We must take our executives into serious physical illness or subject them to great traumatic stress before looking at even the chance of a slide back toward first-level reactive existence. Frustration and economic failure do not equal Beige. Take the person centralized in E-R and put them in a disaster situation, a sinking ferry boat, perhaps, and they might reframe the situation to A-level survival and shift into a corresponding N neurology, behavior shocking others who might have maintained Q or R or S approach.

Subject the person to a civil war, bomb their home, and force them to seek a refugee camp; even then, the chance of seeing a regression to Beige is slight except for children. Will A-level problems for all become more urgent? Yes. But will N-level neurology take over? Not much chance.  Thus, while relief efforts address A-level physiological needs, the psychological relief must be at higher levels so recovery is expedited and regression for the most vulnerable avoided.

For someone centralized at A-N, the process of meeting biological requirements takes up much of the day’s energy; survival is not a given, and choice is virtually non-existent. The only option is instinct. Thus we say that ‘Beige’ is rare in today’s world except as a phase of early child development or the result of brain damage that peels more complex thinking away.

However, many instructors continue to erroneously cite “street people” as examples of A-N living. Only the seriously mentally ill or intoxicated even come close. Talk with a sample of homeless folks and you’ll quickly recognize a huge range of cognitive complexity, usually far beyond N-level neurology. While the A problems are more immediate for the urban homeless than for the lawyers, bankers, and shoppers walking around them, relatively few street dwellers are functioning at the first level of human existence. Those who are close to it frequently are seriously mentally ill or drug damaged. Look for the reasons why someone is living on the street; very, very rarely is it due to a lack of brain power or closedness at A-N.

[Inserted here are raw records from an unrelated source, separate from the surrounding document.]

//! Table-of-contents adapter: one nested `<topic>` per node.

use std::io::Write;

use quick_xml::Writer;

use conceptbuild_content::{TopicItem, TopicKind};
use conceptbuild_shared::xml;
use conceptbuild_shared::{ConceptBuildError, Result};

use super::ProjectAdapter;
use crate::visitor::VisitResult;

/// Emits `<topics><topic id=".." file="..">..</topic></topics>`, driven
/// purely by begin/end nesting. Markers and related topics get no node.
pub struct TocAdapter<W: Write> {
    writer: Writer<W>,
    /// Start tag of the innermost topic, held back until it is known
    /// whether the topic has children.
    pending: Option<String>,
    depth: usize,
    finished: bool,
}

impl<W: Write> TocAdapter<W> {
    pub fn new(out: W) -> Result<Self> {
        let mut writer = xml::writer(out);
        xml::write_decl(&mut writer)?;
        xml::write_start(&mut writer, "topics", &[])?;
        Ok(Self {
            writer,
            pending: None,
            depth: 0,
            finished: false,
        })
    }

    /// Number of currently open `<topic>` elements.
    pub fn depth(&self) -> usize {
        self.depth
    }

    pub fn into_inner(self) -> W {
        self.writer.into_inner()
    }

    fn participates(item: &TopicItem) -> bool {
        matches!(item.kind, TopicKind::Topic | TopicKind::Html)
    }

    fn flush_pending(&mut self) -> Result<()> {
        if let Some(id) = self.pending.take() {
            xml::write_start(&mut self.writer, "topic", &[("id", &id), ("file", &id)])?;
        }
        Ok(())
    }
}

impl<W: Write> ProjectAdapter for TocAdapter<W> {
    fn name(&self) -> &str {
        "toc"
    }

    fn on_begin_topic(&mut self, item: &TopicItem) -> Result<()> {
        if !Self::participates(item) {
            return Ok(());
        }
        self.flush_pending()?;
        self.pending = Some(item.id.clone());
        self.depth += 1;
        Ok(())
    }

    fn on_end_topic(&mut self, item: &TopicItem) -> Result<()> {
        if !Self::participates(item) {
            return Ok(());
        }
        match self.pending.take() {
            Some(id) => xml::write_empty(&mut self.writer, "topic", &[("id", &id), ("file", &id)])?,
            None => xml::write_end(&mut self.writer, "topic")?,
        }
        self.depth = self.depth.saturating_sub(1);
        Ok(())
    }

    fn finish(&mut self, _result: &mut VisitResult) -> Result<()> {
        if self.finished {
            return Ok(());
        }
        self.finished = true;
        // An aborted walk can leave elements open.
        self.flush_pending()?;
        while self.depth > 0 {
            xml::write_end(&mut self.writer, "topic")?;
            self.depth -= 1;
        }
        xml::write_end(&mut self.writer, "topics")?;
        self.writer
            .get_mut()
            .flush()
            .map_err(ConceptBuildError::xml)
    }
}

#[cfg(test)]
mod tests {
    use super::*;
    use std::path::Path;

    fn topic(id: &str) -> TopicItem {
        TopicItem::topic(id, "T").with_document("t.xml", Path::new("/docs"))
    }

    #[test]
    fn nests_by_begin_end() {
        let mut toc = TocAdapter::new(Vec::new()).unwrap();
        let a = topic("A");
        let b = topic("B");
        let c = topic("C");
        toc.on_begin_topic(&a).unwrap();
        toc.on_begin_topic(&b).unwrap();
        assert_eq!(toc.depth(), 2);
        toc.on_end_topic(&b).unwrap();
        toc.on_end_topic(&a).unwrap();
        toc.on_begin_topic(&c).unwrap();
        toc.on_end_topic(&c).unwrap();
        assert_eq!(toc.depth(), 0);
        toc.finish(&mut VisitResult::default()).unwrap();

        let out = String::from_utf8(toc.into_inner()).unwrap();
        assert_eq!(
            out,
            "<?xml version=\"1.0\" encoding=\"utf-8\"?>\n<topics>\n  <topic id=\"A\" file=\"A\">\n    <topic id=\"B\" file=\"B\"/>\n  </topic>\n  <topic id=\"C\" file=\"C\"/>\n</topics>"
        );
    }

    #[test]
    fn markers_and_related_get_no_node() {
        let mut toc = TocAdapter::new(Vec::new()).unwrap();
        let marker = TopicItem::new(
            TopicKind::Marker {
                source_id: "N:Ns".into(),
                source_type: "Namespace".into(),
            },
            "M",
            "",
        );
        let mut related = topic("R");
        related.kind = TopicKind::Related;
        toc.on_begin_topic(&marker).unwrap();
        toc.on_begin_topic(&related).unwrap();
        assert_eq!(toc.depth(), 0);
        toc.on_end_topic(&related).unwrap();
        toc.on_end_topic(&marker).unwrap();
        toc.finish(&mut VisitResult::default()).unwrap();
        let out = String::from_utf8(toc.into_inner()).unwrap();
        assert!(!out.contains("<topic "));
    }

    #[test]
    fn finish_closes_open_elements() {
        let mut toc = TocAdapter::new(Vec::new()).unwrap();
        toc.on_begin_topic(&topic("A")).unwrap();
        toc.on_begin_topic(&topic("B")).unwrap();
        toc.finish(&mut VisitResult::default()).unwrap();
        let out = String::from_utf8(toc.into_inner()).unwrap();
        assert!(out.ends_with("</topic>\n  </topic>\n</topics>"));
    }
}
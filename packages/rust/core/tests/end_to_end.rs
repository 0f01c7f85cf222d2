//! Full group builds against a temporary docs tree.

use std::path::Path;

use conceptbuild_core::{BuildGroupConfig, SilentProgress, build_group};
use conceptbuild_shared::{BuildSettings, FilterConfig, FilterKind};
use tempfile::TempDir;

const A: &str = "aaaaaaaa-0000-0000-0000-000000000001";
const B: &str = "bbbbbbbb-0000-0000-0000-000000000002";
const C: &str = "cccccccc-0000-0000-0000-000000000003";

fn write_docs(root: &Path, files: &[&str]) {
    let docs = root.join("docs");
    std::fs::create_dir_all(&docs).unwrap();
    for file in files {
        std::fs::write(
            docs.join(file),
            "<?xml version=\"1.0\" encoding=\"utf-8\"?>\n<developerConceptualDocument>\n  <introduction/>\n</developerConceptualDocument>\n",
        )
        .unwrap();
    }
}

fn write_content(root: &Path, items: &str) -> std::path::PathBuf {
    let path = root.join("docs").join("Guide.content");
    std::fs::write(
        &path,
        format!(
            "<?xml version=\"1.0\" encoding=\"utf-8\"?>\n<conceptualContent version=\"1.0\">\n  <items>\n{items}\n  </items>\n</conceptualContent>"
        ),
    )
    .unwrap();
    path
}

fn settings(root: &Path) -> BuildSettings {
    BuildSettings {
        working_dir: root.join("out"),
        project_name: "Guide".into(),
        ..BuildSettings::default()
    }
}

fn read(path: &Path) -> String {
    std::fs::read_to_string(path).unwrap()
}

fn position(text: &str, needle: &str) -> usize {
    text.find(needle)
        .unwrap_or_else(|| panic!("{needle} not found in\n{text}"))
}

#[test]
fn two_level_tree_produces_consistent_outputs() {
    let tmp = TempDir::new().unwrap();
    write_docs(tmp.path(), &["a.xml", "b.xml"]);
    let content = write_content(
        tmp.path(),
        &format!(
            r#"    <item id="{A}"><title>Root A</title><path>a.xml</path>
      <item id="{B}"><title>Child B</title><path>b.xml</path></item>
    </item>"#
        ),
    );

    let config = BuildGroupConfig::new(&content, settings(tmp.path()));
    let result = build_group(&config, &SilentProgress).unwrap();
    assert_eq!(result.group_name, "Guide");
    assert_eq!(result.topic_count, 2);
    assert_eq!(result.visit.materialized, 2);
    assert!(result.visit.failed.is_empty());

    let toc = read(result.visit.toc_file.as_deref().unwrap());
    assert!(toc.contains(&format!(
        "<topic id=\"{A}\" file=\"{A}\">\n    <topic id=\"{B}\" file=\"{B}\"/>\n  </topic>"
    )));

    let metadata = read(result.visit.metadata_file.as_deref().unwrap());
    assert_eq!(metadata.matches("<topic ").count(), 2);
    assert!(position(&metadata, A) < position(&metadata, B));

    let manifest = read(result.visit.manifest_file.as_deref().unwrap());
    assert_eq!(manifest.matches("<topic ").count(), 2);
    assert!(position(&manifest, A) < position(&manifest, B));

    let out = tmp.path().join("out");
    let topic_a = read(&out.join("DdueXml").join(format!("{A}.xml")));
    assert!(topic_a.contains(&format!("<topic id=\"{A}\" revisionNumber=\"1\">")));
    assert!(topic_a.contains("<developerConceptualDocument>"));
    assert!(out.join("DdueXmlComp").join(format!("{B}.cmp.xml")).is_file());
}

#[test]
fn hidden_items_stay_and_filtered_items_vanish() {
    let tmp = TempDir::new().unwrap();
    write_docs(tmp.path(), &["a.xml", "b.xml", "c.xml"]);
    let content = write_content(
        tmp.path(),
        &format!(
            r#"    <item id="{A}"><title>Public</title><path>a.xml</path></item>
    <item id="{B}" visible="false"><title>Hidden</title><path>b.xml</path></item>
    <item id="{C}"><title>Secret</title><path include="internal">c.xml</path></item>"#
        ),
    );

    let mut settings = settings(tmp.path());
    settings.filters = vec![FilterConfig {
        kind: FilterKind::Category,
        values: vec!["internal".into()],
        enabled: true,
    }];
    let config = BuildGroupConfig::new(&content, settings);
    let result = build_group(&config, &SilentProgress).unwrap();
    assert_eq!(result.topic_count, 2);

    let outputs = [
        read(result.visit.toc_file.as_deref().unwrap()),
        read(result.visit.metadata_file.as_deref().unwrap()),
        read(result.visit.manifest_file.as_deref().unwrap()),
        read(&result.build_manifest_file),
    ];
    for output in &outputs {
        assert!(output.contains(B), "hidden item missing from\n{output}");
        assert!(!output.contains(C), "filtered item present in\n{output}");
    }
    let out = tmp.path().join("out");
    assert!(!out.join("DdueXml").join(format!("{C}.xml")).exists());
}

#[test]
fn build_manifest_lists_each_topic_twice_plus_fixed_assets() {
    let tmp = TempDir::new().unwrap();
    write_docs(tmp.path(), &["a.xml"]);
    let content = write_content(
        tmp.path(),
        &format!(r#"    <item id="{A}"><title>Only</title><path>a.xml</path></item>"#),
    );

    let config = BuildGroupConfig::new(&content, settings(tmp.path()));
    let result = build_group(&config, &SilentProgress).unwrap();
    let manifest = read(&result.build_manifest_file);

    assert_eq!(manifest.matches("<fileAsset ").count(), 8);
    assert_eq!(manifest.matches(&format!("fileAssetGuid=\"{A}\"")).count(), 2);
    assert!(manifest.contains(&format!("fileName=\"{A}.xml\"")));
    assert!(manifest.contains(&format!("fileName=\"{A}.cmp.xml\"")));
    assert!(manifest.contains("fileRelativeDirectory=\"Content\\Guide\\Content\""));
    assert!(manifest.contains("fileRelativeDirectory=\"Content\\Guide\\XmlComp\""));
    assert_eq!(
        manifest
            .matches("fileRelativeDirectory=\"Content\\Guide\\ExtractedFiles\"")
            .count(),
        6
    );
}

#[test]
fn repeated_builds_rewrite_topic_files_identically() {
    let tmp = TempDir::new().unwrap();
    write_docs(tmp.path(), &["a.xml"]);
    let content = write_content(
        tmp.path(),
        &format!(r#"    <item id="{A}"><title>Only</title><path>a.xml</path></item>"#),
    );
    let config = BuildGroupConfig::new(&content, settings(tmp.path()));
    let topic = tmp.path().join("out").join("DdueXml").join(format!("{A}.xml"));

    build_group(&config, &SilentProgress).unwrap();
    let first = std::fs::read(&topic).unwrap();
    build_group(&config, &SilentProgress).unwrap();
    assert_eq!(std::fs::read(&topic).unwrap(), first);
}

To say that N neurology is basic is not to say that it is deficient. It was all we had for the early ages of mankind on earth. When the A problems are overwhelming, it is the appropriate and congruent means for coping. It brings unique intelligences and competencies to the fore matched to an A world. We sometimes hear comments about companies moving into Beige. This is simply nonsense because the over-simplistic metaphor misses the complexity of the existential problems, as well as the elaborated capacities for conceptualizing them. Is the corporate thinking reflexological and automatic, rooted in immediate satisfaction of basic physiological needs and instinctive, or functioning in a strategic and calculated manner to sustain profitability and market niche? Or are there issues of competitive advantage, fiscal management, resource allocation, regulatory environments, workforce capabilities and executive competencies? If the answer is yes, then you can see the fallacy in the Beige blunder.